**Problem to solve**
Among the entries below, find the lines holding "ContactSection" and copy them.

**Record set**
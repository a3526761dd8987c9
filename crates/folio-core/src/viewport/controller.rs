//! Viewport interaction controller
//!
//! Single entry point for browser-style events. Scroll and pointer input
//! feed their trackers independently; the menu additionally sees scroll
//! deltas so it can close itself on narrow screens.

use std::time::Duration;

use serde::{Deserialize, Serialize};

use crate::config::FolioConfig;
use crate::error::FolioResult;
use crate::types::{Offset, Point, ScrollDirection, SectionId, ViewportSize};

use super::menu::{MenuEffect, MenuEvent, MenuMachine, MenuState};
use super::pointer::{CursorFrame, PointerFollower};
use super::scroll::ScrollTracker;
use super::scroll_lock::ScrollLock;
use super::sections::{SectionRect, SectionTracker};

/// Raw input delivered by the host
#[derive(Debug, Clone, PartialEq)]
pub enum ViewportEvent {
    Scroll { offset_y: f64 },
    Resize(ViewportSize),
    /// Fresh section geometry, relative to the viewport top
    SectionGeometry(Vec<SectionRect>),
    /// A section crossed the visibility threshold
    Intersection(SectionId),
    PointerMove(Point),
    PointerEnter,
    PointerLeave,
    HoverEnter,
    HoverLeave,
    /// An owner of `n` entered interactive elements unmounted without
    /// reporting the leaves
    HoverRelease(u32),
    Menu(MenuEvent),
}

/// Work the host must carry out on the controller's behalf
pub type ViewportEffect = MenuEffect;

/// Read-only state consumed by presentation components
#[derive(Debug, Clone, PartialEq, Default, Serialize, Deserialize)]
pub struct UiSnapshot {
    pub offset_y: f64,
    pub direction: ScrollDirection,
    pub is_scrolled: bool,
    pub active_section: Option<SectionId>,
    pub menu: MenuState,
    pub scroll_locked: bool,
    pub narrow: bool,
    pub cursor: CursorFrame,
    pub parallax: [Offset; 2],
}

impl UiSnapshot {
    pub fn is_active(&self, id: &SectionId) -> bool {
        self.active_section.as_ref() == Some(id)
    }

    pub fn menu_open(&self) -> bool {
        self.menu == MenuState::Open
    }
}

#[derive(Debug)]
pub struct ViewportController {
    config: FolioConfig,
    viewport: Option<ViewportSize>,
    scroll: ScrollTracker,
    sections: SectionTracker,
    pointer: PointerFollower,
    menu: MenuMachine,
}

impl ViewportController {
    /// Build a controller for the ordered `sections`.
    ///
    /// `viewport` may be `None` in a non-interactive context; the pointer
    /// follower stays inert until a [`ViewportEvent::Resize`] arrives.
    pub fn new(
        config: FolioConfig,
        sections: Vec<SectionId>,
        viewport: Option<ViewportSize>,
        lock: ScrollLock,
    ) -> FolioResult<Self> {
        config.validate()?;
        let sections = SectionTracker::new(config.sections.clone(), sections)?;
        Ok(Self {
            scroll: ScrollTracker::new(config.scroll.threshold_px),
            pointer: PointerFollower::new(config.pointer.clone(), viewport),
            menu: MenuMachine::new(lock, config.menu.close_scroll_distance_px),
            sections,
            viewport,
            config,
        })
    }

    pub fn config(&self) -> &FolioConfig {
        &self.config
    }

    pub fn viewport(&self) -> Option<ViewportSize> {
        self.viewport
    }

    pub fn sections(&self) -> &SectionTracker {
        &self.sections
    }

    pub fn menu(&self) -> &MenuMachine {
        &self.menu
    }

    pub fn is_narrow(&self) -> bool {
        self.viewport
            .is_some_and(|vp| vp.is_narrow(self.config.menu.narrow_breakpoint_px))
    }

    /// Apply one event; returns any effects the host must perform
    pub fn handle(&mut self, event: ViewportEvent) -> Vec<ViewportEffect> {
        match event {
            ViewportEvent::Scroll { offset_y } => {
                let delta = self.scroll.on_scroll(offset_y);
                let narrow = self.is_narrow();
                self.menu.handle(MenuEvent::Scrolled { delta, narrow });
            }
            ViewportEvent::Resize(viewport) => {
                self.viewport = Some(viewport);
                self.pointer.resize(viewport);
                if !self.is_narrow() {
                    self.menu.handle(MenuEvent::Widened);
                }
            }
            ViewportEvent::SectionGeometry(rects) => match self.viewport {
                Some(viewport) => {
                    self.sections.measure(viewport, &rects);
                }
                None => tracing::trace!("Section geometry before first resize, skipped"),
            },
            ViewportEvent::Intersection(id) => {
                if let Err(e) = self.sections.observe_crossing(&id) {
                    tracing::warn!(error = %e, "Ignoring intersection");
                }
            }
            ViewportEvent::PointerMove(point) => self.pointer.pointer_move(point),
            ViewportEvent::PointerEnter => self.pointer.pointer_enter(),
            ViewportEvent::PointerLeave => self.pointer.pointer_leave(),
            ViewportEvent::HoverEnter => self.pointer.hover_enter(),
            ViewportEvent::HoverLeave => self.pointer.hover_leave(),
            ViewportEvent::HoverRelease(n) => self.pointer.hover_release(n),
            ViewportEvent::Menu(event) => {
                return self.menu.handle(event).into_iter().collect();
            }
        }
        Vec::new()
    }

    /// Advance animations. Returns true while a further frame is needed.
    pub fn tick(&mut self, dt: Duration) -> bool {
        self.pointer.tick(dt)
    }

    pub fn is_animating(&self) -> bool {
        !self.pointer.is_settled()
    }

    pub fn snapshot(&self) -> UiSnapshot {
        let scroll = self.scroll.state();
        UiSnapshot {
            offset_y: scroll.offset_y,
            direction: scroll.direction,
            is_scrolled: scroll.scrolled_past_threshold,
            active_section: self.sections.active().cloned(),
            menu: self.menu.state(),
            scroll_locked: self.menu.lock().is_locked(),
            narrow: self.is_narrow(),
            cursor: self.pointer.frame(),
            parallax: self.pointer.parallax(),
        }
    }
}

#[cfg(test)]
mod tests {
    use super::*;

    fn id(name: &str) -> SectionId {
        SectionId::parse(name).unwrap()
    }

    fn controller(viewport: Option<ViewportSize>) -> ViewportController {
        ViewportController::new(
            FolioConfig::default(),
            vec![id("about"), id("tech"), id("projects")],
            viewport,
            ScrollLock::new(),
        )
        .unwrap()
    }

    #[test]
    fn initial_snapshot() {
        let c = controller(ViewportSize::new(1280.0, 800.0));
        let snap = c.snapshot();
        assert!(!snap.is_scrolled);
        assert!(snap.active_section.is_none());
        assert!(!snap.menu_open());
        assert!(!snap.scroll_locked);
        assert!(!snap.cursor.visible);
        assert!(!snap.narrow);
    }

    #[test]
    fn scroll_updates_header_state() {
        let mut c = controller(ViewportSize::new(1280.0, 800.0));
        c.handle(ViewportEvent::Scroll { offset_y: 120.0 });
        let snap = c.snapshot();
        assert!(snap.is_scrolled);
        assert_eq!(snap.direction, ScrollDirection::Down);
    }

    #[test]
    fn geometry_drives_active_section() {
        let mut c = controller(ViewportSize::new(1280.0, 1000.0));
        c.handle(ViewportEvent::SectionGeometry(vec![
            SectionRect::new(id("about"), -900.0, 800.0),
            SectionRect::new(id("tech"), 150.0, 700.0),
        ]));
        assert!(c.snapshot().is_active(&id("tech")));
    }

    #[test]
    fn navigate_emits_scroll_effect() {
        let mut c = controller(ViewportSize::new(480.0, 800.0));
        c.handle(ViewportEvent::Menu(MenuEvent::Toggle));
        assert!(c.snapshot().scroll_locked);
        let effects = c.handle(ViewportEvent::Menu(MenuEvent::Navigate(id("projects"))));
        assert_eq!(effects, vec![MenuEffect::ScrollToSection(id("projects"))]);
        assert!(!c.snapshot().scroll_locked);
    }

    #[test]
    fn narrow_scroll_closes_menu() {
        let mut c = controller(ViewportSize::new(480.0, 800.0));
        c.handle(ViewportEvent::Menu(MenuEvent::Toggle));
        c.handle(ViewportEvent::Scroll { offset_y: 100.0 });
        assert!(!c.snapshot().menu_open());
    }

    #[test]
    fn wide_scroll_keeps_menu() {
        let mut c = controller(ViewportSize::new(1280.0, 800.0));
        c.handle(ViewportEvent::Menu(MenuEvent::Toggle));
        c.handle(ViewportEvent::Scroll { offset_y: 100.0 });
        assert!(c.snapshot().menu_open());
    }

    #[test]
    fn widening_closes_menu_and_unlocks() {
        let mut c = controller(ViewportSize::new(480.0, 800.0));
        c.handle(ViewportEvent::Menu(MenuEvent::Toggle));
        assert!(c.snapshot().scroll_locked);

        c.handle(ViewportEvent::Resize(ViewportSize::new(600.0, 800.0).unwrap()));
        assert!(c.snapshot().menu_open());

        c.handle(ViewportEvent::Resize(ViewportSize::new(1280.0, 800.0).unwrap()));
        let snap = c.snapshot();
        assert!(!snap.narrow);
        assert!(!snap.menu_open());
        assert!(!snap.scroll_locked);
    }

    #[test]
    fn released_hovers_stop_hovering() {
        let mut c = controller(ViewportSize::new(800.0, 600.0));
        c.handle(ViewportEvent::PointerMove(Point::new(100.0, 100.0)));
        c.handle(ViewportEvent::HoverEnter);
        c.handle(ViewportEvent::HoverEnter);
        // First element unmounted while still under the pointer
        c.handle(ViewportEvent::HoverRelease(1));
        c.handle(ViewportEvent::HoverLeave);
        assert!(!c.snapshot().cursor.hovering);
    }

    #[test]
    fn pointer_is_inert_until_resize() {
        let mut c = controller(None);
        c.handle(ViewportEvent::PointerMove(Point::new(10.0, 10.0)));
        assert!(!c.snapshot().cursor.visible);

        c.handle(ViewportEvent::Resize(ViewportSize::new(800.0, 600.0).unwrap()));
        c.handle(ViewportEvent::PointerMove(Point::new(10.0, 10.0)));
        assert!(c.snapshot().cursor.visible);
    }

    #[test]
    fn unknown_intersection_is_ignored() {
        let mut c = controller(None);
        c.handle(ViewportEvent::Intersection(id("about")));
        c.handle(ViewportEvent::Intersection(id("blog")));
        assert!(c.snapshot().is_active(&id("about")));
    }

    #[test]
    fn tick_reports_animation() {
        let mut c = controller(ViewportSize::new(800.0, 600.0));
        c.handle(ViewportEvent::PointerMove(Point::new(0.0, 0.0)));
        c.handle(ViewportEvent::PointerMove(Point::new(300.0, 300.0)));
        assert!(c.is_animating());
        let mut frames = 0;
        while c.tick(Duration::from_millis(16)) {
            frames += 1;
            assert!(frames < 2000, "follower never settled");
        }
        let snap = c.snapshot();
        assert_eq!(snap.cursor.ring, Point::new(300.0, 300.0));
        assert_eq!(snap.cursor.dot, Point::new(300.0, 300.0));
    }
}
use std::sync::Arc;
use std::time::Duration;

use dioxus::prelude::*;
use folio_core::{
    ClipboardBackend, ClipboardCopier, ContactForm, ContentFeed, MenuEvent, Point, SectionId,
    SimulatedSubmitter, ViewportController, ViewportEvent, ViewportSize, WithTimeout,
};
use futures::StreamExt;
use tokio::time::{interval, Instant, MissedTickBehavior};

use crate::clipboard::{run_selection_copies, SelectionRequest, SystemClipboard, WebviewSelection};
use crate::components::{
    AboutSection, ContactSection, CursorOverlay, ExperienceSection, Footer, Hero, Navbar,
    PageSection, ProjectsSection, TechSection,
};
use crate::context::Viewport;
use crate::theme::GLOBAL_STYLES;

/// Frame period while springs are moving
const FRAME: Duration = Duration::from_millis(16);

/// Root application component.
///
/// Takes ownership of the viewport controller built at startup and hands
/// it to the page shell.
#[component]
pub fn App() -> Element {
    let ready = use_hook(|| {
        let startup = crate::startup()?;
        let controller = startup.take_controller()?;
        Some((Signal::new(controller), Arc::new(startup.content.clone())))
    });

    match ready {
        Some((controller, content)) => rsx! {
            style { {GLOBAL_STYLES} }
            Shell { controller, content }
        },
        None => rsx! {
            style { {GLOBAL_STYLES} }
            p { class: "fatal", "Folio was launched without a viewport controller." }
        },
    }
}

/// Page shell.
///
/// Provides the shared context, forwards window input to the controller
/// and runs the animation frame loop.
#[component]
fn Shell(controller: Signal<ViewportController>, content: Arc<ContentFeed>) -> Element {
    let snapshot = use_signal(|| controller.peek().snapshot());
    use_context_provider(|| snapshot);

    let frames = use_coroutine(move |mut rx: UnboundedReceiver<Viewport>| async move {
        while let Some(viewport) = rx.next().await {
            run_frames(viewport).await;
            // Requests queued while animating are already satisfied
            while let Ok(Some(_)) = rx.try_next() {}
        }
    });
    let mut viewport = use_context_provider(|| Viewport::new(controller, snapshot, frames));

    let config = use_context_provider(|| Arc::new(controller.peek().config().clone()));
    use_context_provider(|| content.clone());
    let selection = use_coroutine(|rx: UnboundedReceiver<SelectionRequest>| run_selection_copies(rx));
    use_context_provider(|| {
        let primary = SystemClipboard::open().map(|c| Box::new(c) as Box<dyn ClipboardBackend>);
        Arc::new(ClipboardCopier::new(
            primary,
            Box::new(WebviewSelection::new(selection.tx())),
            config.contact.copy_feedback(),
        ))
    });
    use_context_provider(|| {
        let submitter = WithTimeout::new(
            SimulatedSubmitter::new(config.contact.simulated_delay()),
            config.contact.submit_timeout(),
        );
        Arc::new(ContactForm::new(Arc::new(submitter), config.contact.sent_hold()))
    });

    let locked = use_memo(move || snapshot.read().scroll_locked);
    let mut root_class = String::from("page");
    if locked() {
        root_class.push_str(" scroll-locked");
    }
    if config.pointer.enabled {
        root_class.push_str(" custom-cursor");
    }

    rsx! {
        div {
            class: "{root_class}",
            tabindex: "0",
            onmounted: move |evt| {
                let element = evt.data();
                viewport.set_root(element.clone());
                spawn(async move {
                    let _ = element.set_focus(true).await;
                    viewport.measure_viewport().await;
                    viewport.measure_scroll().await;
                });
            },
            onresize: move |evt| {
                if let Ok(size) = evt.get_content_box_size() {
                    if let Some(size) = ViewportSize::new(size.width, size.height) {
                        viewport.send(ViewportEvent::Resize(size));
                        spawn(viewport.measure_scroll());
                    }
                }
            },
            onscroll: move |_| {
                spawn(viewport.measure_scroll());
            },
            onmousemove: move |evt| {
                let p = evt.client_coordinates();
                viewport.send(ViewportEvent::PointerMove(Point::new(p.x, p.y)));
            },
            onmouseenter: move |_| viewport.send(ViewportEvent::PointerEnter),
            onmouseleave: move |_| viewport.send(ViewportEvent::PointerLeave),
            onkeydown: move |evt| {
                if evt.key() == Key::Escape {
                    viewport.send(ViewportEvent::Menu(MenuEvent::Escape));
                }
            },

            Navbar {}
            main { class: "page-main",
                Hero {}
                for (i, entry) in content.nav.iter().enumerate() {
                    PageSection { key: "{entry.section_id}", id: entry.section_id.clone(),
                        {section_body(&entry.section_id, i + 1)}
                    }
                }
            }
            Footer {}
            if config.pointer.enabled {
                CursorOverlay {}
            }
        }
    }
}

/// Component for a navigation section
fn section_body(id: &SectionId, index: usize) -> Element {
    match id.as_str() {
        "about" => rsx! { AboutSection { index } },
        "tech" => rsx! { TechSection { index } },
        "experience" => rsx! { ExperienceSection { index } },
        "projects" => rsx! { ProjectsSection { index } },
        "contact" => rsx! { ContactSection { index } },
        other => {
            tracing::debug!(section = other, "No renderer for section");
            rsx! {}
        }
    }
}

/// Step the controller at display rate until every spring has settled
async fn run_frames(mut viewport: Viewport) {
    let mut ticker = interval(FRAME);
    ticker.set_missed_tick_behavior(MissedTickBehavior::Skip);
    let mut last = Instant::now();
    loop {
        ticker.tick().await;
        let now = Instant::now();
        let animating = viewport.tick(now - last);
        last = now;
        if !animating {
            break;
        }
    }
}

**Answer area**
    AboutSection, ContactSection, CursorOverlay, ExperienceSection, Footer, Hero, Navbar,
        "contact" => rsx! { ContactSection { index } },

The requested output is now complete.